9th Circuit Holds Prior Salaries Can Not Be Basis For Pay Differentials Between Male and Female Employeesin Employment Law by Timothy Reuben
The 9th Circuit decided in Rizo v. Yovino, 2018 U.S. App. LEXIS 8882, that prior salaries are not “factors other than sex” to justify a pay differential between men and women. In Rizo v. Yovino, The Court, en banc, addressed the application of “prior salaries” as applied to the Equal Pay Act. The plaintiff in Rizo was a female who claimed she was paid less than her similarly situated male colleagues. Plaintiff sued under the Equal Pay Act, which prohibits sex-based wage discrimination. The Equal Pay Act allows wage differences in four circumstances: 1) a seniority system; 2) a merit system; 3) a system which measures earnings by quantity or quality of production; or 4) a differential based on any other factor other than sex. Defendant employer had a policy of determining salaries based on the employee’s previous salary. It argued that its policy of relying on prior salaries to determine its employees’ current salaries, was a valid defense because it was based on a factor “other than sex.” The employer moved for summary judgment.
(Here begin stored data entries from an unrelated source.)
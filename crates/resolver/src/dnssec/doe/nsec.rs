use crate::dnssec::types::SignatureRecord;
use hickory_proto::dnssec::rdata::{DNSSECRData, NSEC};
use hickory_proto::rr::{Name, RData, RecordType};
use rootward_domain::record::{canonical_name, wildcard_name};
use std::cmp::Ordering;

/// The NSEC records of a response, with span arithmetic over the zone's
/// canonical ordering.
pub(crate) struct NsecProofs {
    zone: Name,
    records: Vec<(Name, NSEC)>,
}

impl NsecProofs {
    pub(crate) fn from_signatures(zone: &Name, signatures: &[SignatureRecord]) -> Self {
        let records = signatures
            .iter()
            .filter(|sig| sig.rtype == RecordType::NSEC)
            .filter_map(|sig| sig.rrset.first())
            .filter_map(|record| match record.data() {
                RData::DNSSEC(DNSSECRData::NSEC(nsec)) => {
                    Some((canonical_name(record.name()), nsec.clone()))
                }
                _ => None,
            })
            .collect();

        Self {
            zone: canonical_name(zone),
            records,
        }
    }

    pub(crate) fn is_empty(&self) -> bool {
        self.records.is_empty()
    }

    /// Looks for an NSEC owned by `name` and reports whether any of
    /// `types` is present in its type bit map.
    pub(crate) fn type_bit_map_contains_any_of(
        &self,
        name: &Name,
        types: &[RecordType],
    ) -> (bool, bool) {
        let name = canonical_name(name);
        let mut name_seen = false;

        for (owner, nsec) in &self.records {
            if *owner != name {
                continue;
            }
            name_seen = true;
            if types
                .iter()
                .any(|t| nsec.type_bit_maps().any(|bt| bt == *t))
            {
                return (true, true);
            }
        }

        (name_seen, false)
    }

    /// Is `name` inside any NSEC span `[owner, next)`? The final NSEC of a
    /// zone points back at the apex, which closes the span on the right
    /// (RFC 4034 §4.1.1).
    fn covers(&self, name: &Name) -> bool {
        let name = canonical_name(name);

        for (owner, nsec) in &self.records {
            let next = canonical_name(nsec.next_domain_name());
            let after_owner = canonical_cmp(owner, &name) == Ordering::Less;
            let before_next =
                next == self.zone || canonical_cmp(&name, &next) == Ordering::Less;
            if after_owner && before_next {
                return true;
            }
        }

        false
    }

    /// NXDOMAIN proof: both the name and the wildcard at its immediate
    /// ancestor fall in covered spans.
    pub(crate) fn qname_does_not_exist(&self, qname: &Name) -> bool {
        self.covers(qname) && self.covers(&wildcard_name(qname))
    }

    /// Wildcard-expansion proof: the specific name is covered (so it does
    /// not exist) but the wildcard itself is not denied.
    pub(crate) fn expanded_wildcard_proof(&self, qname: &Name) -> bool {
        self.covers(qname) && !self.covers(&wildcard_name(qname))
    }
}

/// Canonical DNS name ordering (RFC 4034 §6.1): compare labels right to
/// left, case-insensitively, as raw bytes; a name that is a proper prefix
/// of another sorts first.
pub(crate) fn canonical_cmp(a: &Name, b: &Name) -> Ordering {
    let a_labels: Vec<&[u8]> = a.iter().collect();
    let b_labels: Vec<&[u8]> = b.iter().collect();

    for (a_label, b_label) in a_labels.iter().rev().zip(b_labels.iter().rev()) {
        let a_lower = a_label.iter().map(u8::to_ascii_lowercase);
        let b_lower = b_label.iter().map(u8::to_ascii_lowercase);
        match a_lower.cmp(b_lower) {
            Ordering::Equal => {}
            other => return other,
        }
    }

    a_labels.len().cmp(&b_labels.len())
}

#[cfg(test)]
mod tests {
    use super::*;
    use hickory_proto::rr::Record;
    use std::str::FromStr;

    fn name(s: &str) -> Name {
        Name::from_str(s).unwrap()
    }

    fn proofs(zone: &str, spans: &[(&str, &str, &[RecordType])]) -> NsecProofs {
        let records = spans
            .iter()
            .map(|(owner, next, types)| {
                (
                    name(owner),
                    NSEC::new(name(next), types.to_vec()),
                )
            })
            .collect();
        NsecProofs {
            zone: name(zone),
            records,
        }
    }

    #[test]
    fn canonical_ordering_follows_rfc_4034() {
        // The example ordering from RFC 4034 §6.1.
        let ordered = [
            "example.",
            "a.example.",
            "yljkjljk.a.example.",
            "Z.a.example.",
            "zABC.a.EXAMPLE.",
            "z.example.",
            "\\001.z.example.",
            "*.z.example.",
        ];
        for pair in ordered.windows(2) {
            assert_eq!(
                canonical_cmp(&name(pair[0]), &name(pair[1])),
                Ordering::Less,
                "{} should sort before {}",
                pair[0],
                pair[1]
            );
        }
    }

    #[test]
    fn span_covers_names_between_owner_and_next() {
        let doe = proofs("example.com.", &[("a.example.com.", "m.example.com.", &[])]);
        assert!(doe.covers(&name("b.example.com.")));
        assert!(!doe.covers(&name("a.example.com.")));
        assert!(!doe.covers(&name("m.example.com.")));
        assert!(!doe.covers(&name("z.example.com.")));
    }

    #[test]
    fn final_span_wraps_to_the_apex() {
        let doe = proofs("example.com.", &[("x.example.com.", "example.com.", &[])]);
        assert!(doe.covers(&name("z.example.com.")));
        assert!(!doe.covers(&name("a.example.com.")));
    }

    #[test]
    fn nxdomain_needs_both_name_and_wildcard_covered() {
        let both = proofs(
            "example.com.",
            &[
                ("m.example.com.", "p.example.com.", &[]),
                ("example.com.", "b.example.com.", &[]),
            ],
        );
        assert!(both.qname_does_not_exist(&name("nope.example.com.")));

        let name_only = proofs("example.com.", &[("m.example.com.", "p.example.com.", &[])]);
        assert!(!name_only.qname_does_not_exist(&name("nope.example.com.")));
        assert!(name_only.expanded_wildcard_proof(&name("nope.example.com.")));
    }

    #[test]
    fn type_bit_map_lookup_distinguishes_name_and_type() {
        let doe = proofs(
            "example.com.",
            &[(
                "child.example.com.",
                "m.example.com.",
                &[RecordType::NS, RecordType::A],
            )],
        );

        let (name_seen, type_seen) =
            doe.type_bit_map_contains_any_of(&name("child.example.com."), &[RecordType::NS]);
        assert!(name_seen && type_seen);

        let (name_seen, type_seen) =
            doe.type_bit_map_contains_any_of(&name("child.example.com."), &[RecordType::DS]);
        assert!(name_seen && !type_seen);

        let (name_seen, _) =
            doe.type_bit_map_contains_any_of(&name("other.example.com."), &[RecordType::NS]);
        assert!(!name_seen);
    }
}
The 9th Circuit’s majority opinion, en banc, with three concurring opinions, affirmed the district court’s denial of summary judgment, holding that prior salaries, either alone or in combination with other factors, cannot be used to justify pay differences between men and women. The Court applied two statutory interpretation cannons—noscitur a sociis, “a word is known by the company it keeps,” and ejusdem generis, interpreting general terms at the end of a list of more specific ones— and determined that prior salary does not fit within the fourth catchall exception of “any other factor other than sex” because it is not a legitimate measure of work experience, ability, performance, or any other job-related quality. The Court also believed that relying on prior salary would perpetuate wage disparities. In doing so, the Court abrogated its previous holding in Kouba v. Allstate Insurance Co., 691 F.2d 873 (9th Cir. 1982).
While Rizo is well-intentioned, it takes a hardline approach that limits possible defenses for pay differentials. As the concurrences note, sex-based discrimination is wrong, but the majority opinion refuses to acknowledge legitimate and non-discriminatory reasons for different prior salaries, including costs of living differences and the different supply and demand levels for different jobs. Rizo’s application may be limited in California, as AB168 bans employers from asking job applicants about their prior salary. However, this case seems ripe for Supreme Court review as both the 7th and 8th Circuits have taken broader approaches as to what constitutes “factors other than sex.”